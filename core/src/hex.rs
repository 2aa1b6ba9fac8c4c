//! Axial hex coordinates and the rectangular footprint they live in.

use std::cmp::Ordering;

use serde::{Deserialize, Serialize};

/// Axial offsets of the six neighbours, in the order every search visits them.
pub const NEIGHBOR_OFFSETS: [(i32, i32); 6] = [(1, 0), (1, -1), (0, -1), (-1, 0), (-1, 1), (0, 1)];

/// Largest accepted footprint side length.
pub const MAX_FOOTPRINT_SIDE: u32 = 64;

/// Location of a single cell expressed in axial `(q, r)` coordinates.
///
/// Coordinates are ordered row-first (`r`, then `q`) so that sets of cells
/// iterate in reading order.
#[derive(Clone, Copy, Debug, PartialEq, Eq, Hash, Serialize, Deserialize)]
pub struct HexCoord {
    q: i32,
    r: i32,
}

impl HexCoord {
    /// Creates a coordinate from its axial components.
    #[must_use]
    pub const fn new(q: i32, r: i32) -> Self {
        Self { q, r }
    }

    /// Axial column component.
    #[must_use]
    pub const fn q(&self) -> i32 {
        self.q
    }

    /// Axial row component.
    #[must_use]
    pub const fn r(&self) -> i32 {
        self.r
    }

    /// Coordinate displaced by the provided axial delta.
    #[must_use]
    pub const fn offset(self, dq: i32, dr: i32) -> Self {
        Self::new(self.q.saturating_add(dq), self.r.saturating_add(dr))
    }

    /// Coordinate reached by a single step in `direction`.
    #[must_use]
    pub const fn step(self, direction: Direction) -> Self {
        let (dq, dr) = direction.delta();
        self.offset(dq, dr)
    }

    /// The six neighbouring coordinates in [`NEIGHBOR_OFFSETS`] order.
    #[must_use]
    pub fn neighbors(self) -> [HexCoord; 6] {
        NEIGHBOR_OFFSETS.map(|(dq, dr)| self.offset(dq, dr))
    }

    /// Number of single steps separating two coordinates on the hex grid.
    #[must_use]
    pub fn hex_distance(self, other: HexCoord) -> u32 {
        let dq = i64::from(self.q) - i64::from(other.q);
        let dr = i64::from(self.r) - i64::from(other.r);
        let ds = dq + dr;
        let steps = dq.unsigned_abs().max(dr.unsigned_abs()).max(ds.unsigned_abs());
        u32::try_from(steps).unwrap_or(u32::MAX)
    }

    /// Integer key identifying the cell; distinct coordinates never share a key.
    #[must_use]
    pub const fn key(self) -> CellKey {
        CellKey::pack(self)
    }
}

impl Ord for HexCoord {
    fn cmp(&self, other: &Self) -> Ordering {
        self.r.cmp(&other.r).then(self.q.cmp(&other.q))
    }
}

impl PartialOrd for HexCoord {
    fn partial_cmp(&self, other: &Self) -> Option<Ordering> {
        Some(self.cmp(other))
    }
}

/// Integer encoding of a [`HexCoord`]: `q` in the high 32 bits, `r` in the low 32 bits.
#[derive(Clone, Copy, Debug, PartialEq, Eq, Hash, PartialOrd, Ord, Serialize, Deserialize)]
#[serde(transparent)]
pub struct CellKey(u64);

impl CellKey {
    const fn pack(coord: HexCoord) -> Self {
        let q = coord.q as u32 as u64;
        let r = coord.r as u32 as u64;
        Self((q << 32) | r)
    }

    /// Wraps a raw packed value.
    #[must_use]
    pub const fn from_raw(raw: u64) -> Self {
        Self(raw)
    }

    /// Raw packed value.
    #[must_use]
    pub const fn get(&self) -> u64 {
        self.0
    }

    /// Decodes the coordinate the key was packed from.
    #[must_use]
    pub const fn coord(&self) -> HexCoord {
        let q = (self.0 >> 32) as u32 as i32;
        let r = self.0 as u32 as i32;
        HexCoord::new(q, r)
    }
}

/// The three slide directions a block can be pinned to.
#[derive(Clone, Copy, Debug, PartialEq, Eq, Hash, PartialOrd, Ord, Serialize, Deserialize)]
pub enum Direction {
    /// Index 0, axial delta `(+1, 0)`.
    East,
    /// Index 1, axial delta `(-1, +1)`.
    SouthWest,
    /// Index 2, axial delta `(0, -1)`.
    NorthWest,
}

impl Direction {
    /// All directions in index order.
    pub const ALL: [Direction; 3] = [Direction::East, Direction::SouthWest, Direction::NorthWest];

    /// Decodes a direction from its numeric index.
    #[must_use]
    pub const fn from_index(index: u8) -> Option<Self> {
        match index {
            0 => Some(Self::East),
            1 => Some(Self::SouthWest),
            2 => Some(Self::NorthWest),
            _ => None,
        }
    }

    /// Numeric index in `0..3`.
    #[must_use]
    pub const fn index(self) -> u8 {
        match self {
            Self::East => 0,
            Self::SouthWest => 1,
            Self::NorthWest => 2,
        }
    }

    /// Axial delta of a single step.
    #[must_use]
    pub const fn delta(self) -> (i32, i32) {
        match self {
            Self::East => (1, 0),
            Self::SouthWest => (-1, 1),
            Self::NorthWest => (0, -1),
        }
    }

    /// Next direction in index order, wrapping after `NorthWest`.
    #[must_use]
    pub const fn rotated(self) -> Self {
        match self {
            Self::East => Self::SouthWest,
            Self::SouthWest => Self::NorthWest,
            Self::NorthWest => Self::East,
        }
    }
}

/// Which rows of the rectangular layout are shifted half a cell.
#[derive(Clone, Copy, Debug, Default, PartialEq, Eq, Hash, Serialize, Deserialize)]
pub enum RowOffset {
    /// Odd rows are shifted; row `r` spans `q` in `-r/2 .. width - r/2`.
    #[default]
    Odd,
    /// Even rows are shifted; row `r` spans `q` in `-(r+1)/2 .. width - (r+1)/2`.
    Even,
}

/// Rectangular footprint of a pointy-top hex grid.
#[derive(Clone, Copy, Debug, PartialEq, Eq, Hash, Serialize, Deserialize)]
pub struct Footprint {
    width: u32,
    height: u32,
    offset: RowOffset,
}

impl Footprint {
    /// Creates a footprint with the default row offset.
    #[must_use]
    pub const fn new(width: u32, height: u32) -> Self {
        Self::with_offset(width, height, RowOffset::Odd)
    }

    /// Creates a footprint with an explicit row offset.
    #[must_use]
    pub const fn with_offset(width: u32, height: u32, offset: RowOffset) -> Self {
        Self {
            width,
            height,
            offset,
        }
    }

    /// Square footprint of the given side length.
    #[must_use]
    pub const fn square(side: u32) -> Self {
        Self::new(side, side)
    }

    /// Number of cells per row.
    #[must_use]
    pub const fn width(&self) -> u32 {
        self.width
    }

    /// Number of rows.
    #[must_use]
    pub const fn height(&self) -> u32 {
        self.height
    }

    /// Row offset convention of the layout.
    #[must_use]
    pub const fn offset(&self) -> RowOffset {
        self.offset
    }

    /// Total number of cells covered by the footprint.
    #[must_use]
    pub fn cell_count(&self) -> usize {
        let cells = u64::from(self.width) * u64::from(self.height);
        usize::try_from(cells).unwrap_or(usize::MAX)
    }

    /// Reports whether the coordinate belongs to the footprint.
    #[must_use]
    pub fn contains(&self, coord: HexCoord) -> bool {
        self.index(coord).is_some()
    }

    /// Dense row-major slot of an in-bounds coordinate.
    #[must_use]
    pub fn index(&self, coord: HexCoord) -> Option<usize> {
        let row = u32::try_from(coord.r()).ok()?;
        if row >= self.height {
            return None;
        }
        let column = u32::try_from(coord.q().checked_add(self.row_shift(coord.r()))?).ok()?;
        if column >= self.width {
            return None;
        }
        let slot = u64::from(row) * u64::from(self.width) + u64::from(column);
        usize::try_from(slot).ok()
    }

    /// Coordinate stored at a dense slot.
    #[must_use]
    pub fn coord_at(&self, index: usize) -> Option<HexCoord> {
        if index >= self.cell_count() || self.width == 0 {
            return None;
        }
        let width = usize::try_from(self.width).ok()?;
        let row = i32::try_from(index / width).ok()?;
        let column = i32::try_from(index % width).ok()?;
        Some(HexCoord::new(column - self.row_shift(row), row))
    }

    /// Iterates every cell of the footprint in row-major order.
    pub fn coords(&self) -> impl Iterator<Item = HexCoord> + '_ {
        (0..self.cell_count()).filter_map(move |index| self.coord_at(index))
    }

    fn row_shift(&self, row: i32) -> i32 {
        match self.offset {
            RowOffset::Odd => row.div_euclid(2),
            RowOffset::Even => row.div_euclid(2) + row.rem_euclid(2),
        }
    }
}

impl Default for Footprint {
    fn default() -> Self {
        Self::square(10)
    }
}
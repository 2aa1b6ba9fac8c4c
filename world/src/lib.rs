#![deny(
    unsafe_code,
    missing_docs,
    dead_code,
    unused_results,
    non_snake_case,
    unreachable_pub
)]

//! Authoritative world state management for Hex Cascade.

use std::time::Duration;

use hex_cascade_core::{
    Action, ActivationKind, Block, Board, Brush, Cause, Command, Event, GameConfig, HexCoord,
    Rejection,
};
use hex_cascade_system_generator::{generate, GenerationReport};
use hex_cascade_system_resolution::{
    resolve_bomb, resolve_destroy, resolve_match, resolve_rotation, resolve_wildcard, MatchRules,
    Resolution,
};
use hex_cascade_system_rules::check_move;

pub use schedule::Activation;

mod schedule;

use schedule::{Due, Schedule};

/// Represents the authoritative Hex Cascade world state.
#[derive(Debug)]
pub struct World {
    config: GameConfig,
    board: Board,
    clock: Duration,
    schedule: Schedule,
}

impl World {
    /// Creates a world holding a board dealt from the default configuration.
    #[must_use]
    pub fn new() -> Self {
        Self::dealt(GameConfig::default()).0
    }

    fn dealt(config: GameConfig) -> (Self, GenerationReport) {
        let (board, report) = generate(&config);
        let world = Self {
            config,
            board,
            clock: Duration::ZERO,
            schedule: Schedule::default(),
        };
        (world, report)
    }

    fn rules(&self) -> MatchRules {
        MatchRules::from(&self.config)
    }

    fn apply_resolution(&mut self, cause: Cause, resolution: &Resolution, out_events: &mut Vec<Event>) {
        for cell in resolution.removed() {
            let _ = self.board.remove(*cell);
        }
        for cell in resolution.marked() {
            if let Some(block) = self.board.get_mut(*cell) {
                *block = block.marked();
            }
        }
        if let Some(cell) = resolution.promoted() {
            if let Some(block) = self.board.get_mut(cell) {
                *block = block.promoted();
                out_events.push(Event::BlockPromoted { cell });
            }
        }

        if !resolution.marked().is_empty() {
            self.schedule
                .arm_purge(self.clock.saturating_add(self.config.timing().purge_grace));
        }

        let cells = resolution.destroyed();
        if cells.is_empty() {
            return;
        }
        log::debug!(
            "{cause:?} destroyed {} cells for {} points",
            cells.len(),
            resolution.score()
        );
        out_events.push(Event::CellsDestroyed {
            cause,
            cells,
            score: resolution.score(),
        });
    }

    fn purge(&mut self, out_events: &mut Vec<Event>) {
        self.schedule.disarm_purge();
        let cells = self.board.marked_cells();
        if cells.is_empty() {
            return;
        }
        for cell in &cells {
            let _ = self.board.remove(*cell);
        }
        log::trace!("purged {} cells at {:?}", cells.len(), self.clock);
        out_events.push(Event::CellsPurged { cells });
    }

    fn activate(&mut self, activation: Activation, out_events: &mut Vec<Event>) {
        let cell = activation.cell();
        match activation.kind() {
            ActivationKind::Bomb => {
                let resolution = resolve_bomb(&self.board, cell);
                self.apply_resolution(Cause::Bomb, &resolution, out_events);
            }
            ActivationKind::Wildcard => match resolve_wildcard(&self.board, cell) {
                Some(resolution) => self.apply_resolution(Cause::Wildcard, &resolution, out_events),
                None => log::trace!("wildcard at {cell:?} found no match"),
            },
        }
    }

    fn advance(&mut self, dt: Duration, out_events: &mut Vec<Event>) {
        let horizon = self.clock.saturating_add(dt);
        out_events.push(Event::TimeAdvanced { dt });

        while let Some(due) = self.schedule.pop_due(horizon) {
            match due {
                Due::Purge(at) => {
                    self.clock = at;
                    self.purge(out_events);
                }
                Due::Activation(activation) => {
                    self.clock = activation.due();
                    self.activate(activation, out_events);
                }
            }
        }

        self.clock = horizon;
    }

    fn move_block(&mut self, from: HexCoord, to: HexCoord, out_events: &mut Vec<Event>) {
        if let Err(reason) = check_move(&self.board, from, to) {
            reject(Action::Move, from, reason, out_events);
            return;
        }
        let Some(block) = self.board.remove(from) else {
            return;
        };
        let _ = self.board.place(to, block);
        out_events.push(Event::BlockMoved { from, to });

        if let Some(color) = block.color() {
            if let Some(resolution) = resolve_match(&self.board, to, color, self.rules()) {
                self.apply_resolution(Cause::Match, &resolution, out_events);
            }
        }
    }

    fn rotate_block(&mut self, cell: HexCoord, out_events: &mut Vec<Event>) {
        let direction = match resolve_rotation(&self.board, cell) {
            Ok(direction) => direction,
            Err(reason) => return reject(Action::Rotate, cell, reason, out_events),
        };
        if let Some(block) = self.board.get_mut(cell) {
            *block = block.with_direction(direction);
            out_events.push(Event::BlockRotated { cell, direction });
        }
    }

    fn destroy_nearest(&mut self, cell: HexCoord, out_events: &mut Vec<Event>) {
        match resolve_destroy(&self.board, cell) {
            Ok(resolution) => self.apply_resolution(Cause::Destroy, &resolution, out_events),
            Err(reason) => reject(Action::Destroy, cell, reason, out_events),
        }
    }

    fn drop_block(&mut self, cell: HexCoord, kind: ActivationKind, out_events: &mut Vec<Event>) {
        let (action, block) = match kind {
            ActivationKind::Bomb => (Action::PlaceBomb, Block::bomb()),
            ActivationKind::Wildcard => (Action::PlaceWildcard, Block::wildcard()),
        };
        if !self.board.footprint().contains(cell) {
            return reject(action, cell, Rejection::OutOfBounds, out_events);
        }
        if !self.board.is_vacant(cell) {
            return reject(action, cell, Rejection::Occupied, out_events);
        }
        if self.board.place(cell, block).is_err() {
            return reject(action, cell, Rejection::OutOfBounds, out_events);
        }

        let due = self
            .clock
            .saturating_add(self.config.timing().activation_delay);
        self.schedule.queue(cell, kind, due);
        out_events.push(Event::BlockPlaced { cell, kind, due });
    }

    fn paint(&mut self, cell: HexCoord, brush: Option<Brush>, out_events: &mut Vec<Event>) {
        if !self.board.footprint().contains(cell) {
            return reject(Action::Paint, cell, Rejection::OutOfBounds, out_events);
        }
        let block = brush.map(Brush::block);
        let _ = match block {
            Some(block) => self.board.place(cell, block).ok().flatten(),
            None => self.board.remove(cell),
        };
        out_events.push(Event::CellPainted { cell, block });
    }
}

impl Default for World {
    fn default() -> Self {
        Self::new()
    }
}

/// Applies the provided command to the world, mutating state deterministically.
pub fn apply(world: &mut World, command: Command, out_events: &mut Vec<Event>) {
    match command {
        Command::NewGame { config } => {
            let (dealt, report) = World::dealt(config);
            *world = dealt;
            log::debug!("new game with seed {}", config.seed());
            out_events.push(Event::BoardGenerated {
                footprint: config.footprint(),
                stones: report.stones,
                blocks: report.blocks,
                colors: report.colors.len(),
            });
        }
        Command::LoadBoard { board } => {
            let footprint = board.footprint();
            world.board = board;
            world.clock = Duration::ZERO;
            world.schedule = Schedule::default();
            log::debug!(
                "loaded {}x{} board with {} blocks",
                footprint.width(),
                footprint.height(),
                world.board.occupied_count()
            );
            out_events.push(Event::BoardLoaded { footprint });
        }
        Command::Tick { dt } => world.advance(dt, out_events),
        Command::MoveBlock { from, to } => world.move_block(from, to, out_events),
        Command::RotateBlock { cell } => world.rotate_block(cell, out_events),
        Command::DestroyNearest { cell } => world.destroy_nearest(cell, out_events),
        Command::PlaceWildcard { cell } => {
            world.drop_block(cell, ActivationKind::Wildcard, out_events);
        }
        Command::PlaceBomb { cell } => world.drop_block(cell, ActivationKind::Bomb, out_events),
        Command::PurgeMarked => world.purge(out_events),
        Command::PaintCell { cell, brush } => world.paint(cell, brush, out_events),
    }
}

fn reject(action: Action, cell: HexCoord, reason: Rejection, out_events: &mut Vec<Event>) {
    log::debug!("rejected {action:?} at {cell:?}: {reason:?}");
    out_events.push(Event::ActionRejected {
        action,
        cell,
        reason,
    });
}

/// Query functions that provide read-only access to the world state.
pub mod query {
    use std::time::Duration;

    use super::{Activation, World};
    use hex_cascade_core::{Board, GameConfig, HexCoord};

    /// Provides read-only access to the board.
    #[must_use]
    pub fn board(world: &World) -> &Board {
        &world.board
    }

    /// Configuration of the current game.
    #[must_use]
    pub fn config(world: &World) -> &GameConfig {
        &world.config
    }

    /// Current reading of the logical clock.
    #[must_use]
    pub fn clock(world: &World) -> Duration {
        world.clock
    }

    /// Queued bomb and wildcard activations in execution order.
    #[must_use]
    pub fn pending_activations(world: &World) -> Vec<Activation> {
        world.schedule.pending()
    }

    /// Logical time of the next purge, if any block waits for one.
    #[must_use]
    pub fn purge_deadline(world: &World) -> Option<Duration> {
        world.schedule.purge_deadline()
    }

    /// Cells whose blocks are marked for removal.
    #[must_use]
    pub fn marked_cells(world: &World) -> Vec<HexCoord> {
        world.board.marked_cells()
    }

    /// Reports whether no activation or purge is pending.
    #[must_use]
    pub fn is_settled(world: &World) -> bool {
        world.schedule.is_idle()
    }
}
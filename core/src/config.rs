//! Game configuration shared by the world, the generator and adapters.

use std::time::Duration;

use serde::{Deserialize, Serialize};
use thiserror::Error;

use crate::{Footprint, RowOffset, MAX_FOOTPRINT_SIDE};

/// Grace window between marking a block for removal and purging it.
pub const DEFAULT_PURGE_GRACE: Duration = Duration::from_millis(300);

/// Delay between placing a bomb or wildcard and resolving it.
pub const DEFAULT_ACTIVATION_DELAY: Duration = Duration::from_millis(500);

/// Difficulty tier selecting how many palette colours are dealt.
#[derive(Clone, Copy, Debug, Default, PartialEq, Eq, Hash, Serialize, Deserialize)]
#[serde(rename_all = "lowercase")]
pub enum Difficulty {
    /// Four colours.
    Easy,
    /// Six colours.
    #[default]
    Medium,
    /// Ten colours.
    Hard,
}

impl Difficulty {
    /// Number of palette colours requested by the tier.
    #[must_use]
    pub const fn color_count(self) -> usize {
        match self {
            Self::Easy => 4,
            Self::Medium => 6,
            Self::Hard => 10,
        }
    }
}

/// Delays driving the world's scheduled effects, measured on the logical clock.
#[derive(Clone, Copy, Debug, PartialEq, Eq, Hash, Serialize, Deserialize)]
pub struct Timing {
    /// Time a destroyed block stays on the board before it is purged.
    pub purge_grace: Duration,
    /// Time between placing a bomb or wildcard and its resolution.
    pub activation_delay: Duration,
}

impl Default for Timing {
    fn default() -> Self {
        Self {
            purge_grace: DEFAULT_PURGE_GRACE,
            activation_delay: DEFAULT_ACTIVATION_DELAY,
        }
    }
}

/// Errors raised while validating a [`GameConfig`].
#[derive(Clone, Copy, Debug, PartialEq, Eq, Error)]
pub enum ConfigError {
    /// A footprint side is zero or larger than [`MAX_FOOTPRINT_SIDE`].
    #[error("footprint {width}x{height} is outside the supported range 1..={MAX_FOOTPRINT_SIDE}")]
    InvalidFootprint {
        /// Requested number of cells per row.
        width: u32,
        /// Requested number of rows.
        height: u32,
    },
}

/// Everything required to deal and run a fresh game.
#[derive(Clone, Copy, Debug, PartialEq, Eq, Serialize, Deserialize)]
pub struct GameConfig {
    footprint: Footprint,
    difficulty: Difficulty,
    seed: u64,
    special_blocks: bool,
    timing: Timing,
}

impl GameConfig {
    /// Validates the footprint and creates a configuration with default rules.
    pub fn new(footprint: Footprint, difficulty: Difficulty, seed: u64) -> Result<Self, ConfigError> {
        let valid_side = |side: u32| (1..=MAX_FOOTPRINT_SIDE).contains(&side);
        if !valid_side(footprint.width()) || !valid_side(footprint.height()) {
            return Err(ConfigError::InvalidFootprint {
                width: footprint.width(),
                height: footprint.height(),
            });
        }

        Ok(Self {
            footprint,
            difficulty,
            seed,
            special_blocks: true,
            timing: Timing::default(),
        })
    }

    /// Square board of the given side length.
    pub fn square(side: u32, difficulty: Difficulty, seed: u64) -> Result<Self, ConfigError> {
        Self::new(
            Footprint::with_offset(side, side, RowOffset::Odd),
            difficulty,
            seed,
        )
    }

    /// Enables or disables promotion of large matches into special blocks.
    #[must_use]
    pub const fn with_special_blocks(mut self, enabled: bool) -> Self {
        self.special_blocks = enabled;
        self
    }

    /// Replaces the scheduled-effect delays.
    #[must_use]
    pub const fn with_timing(mut self, timing: Timing) -> Self {
        self.timing = timing;
        self
    }

    /// Footprint of the board.
    #[must_use]
    pub const fn footprint(&self) -> Footprint {
        self.footprint
    }

    /// Difficulty tier used to pick colours.
    #[must_use]
    pub const fn difficulty(&self) -> Difficulty {
        self.difficulty
    }

    /// Seed feeding the board generator.
    #[must_use]
    pub const fn seed(&self) -> u64 {
        self.seed
    }

    /// Whether matches of four or more promote their trigger block.
    #[must_use]
    pub const fn special_blocks(&self) -> bool {
        self.special_blocks
    }

    /// Delays driving scheduled effects.
    #[must_use]
    pub const fn timing(&self) -> Timing {
        self.timing
    }
}

impl Default for GameConfig {
    fn default() -> Self {
        Self {
            footprint: Footprint::default(),
            difficulty: Difficulty::default(),
            seed: 0,
            special_blocks: true,
            timing: Timing::default(),
        }
    }
}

EXERCISE PROMPT:
Check each line of the listing above for the string "shifted" and return those that contain it.

COMPLETED TASK:
/// Which rows of the rectangular layout are shifted half a cell.
    /// Odd rows are shifted; row `r` spans `q` in `-r/2 .. width - r/2`.
    /// Even rows are shifted; row `r` spans `q` in `-(r+1)/2 .. width - (r+1)/2`.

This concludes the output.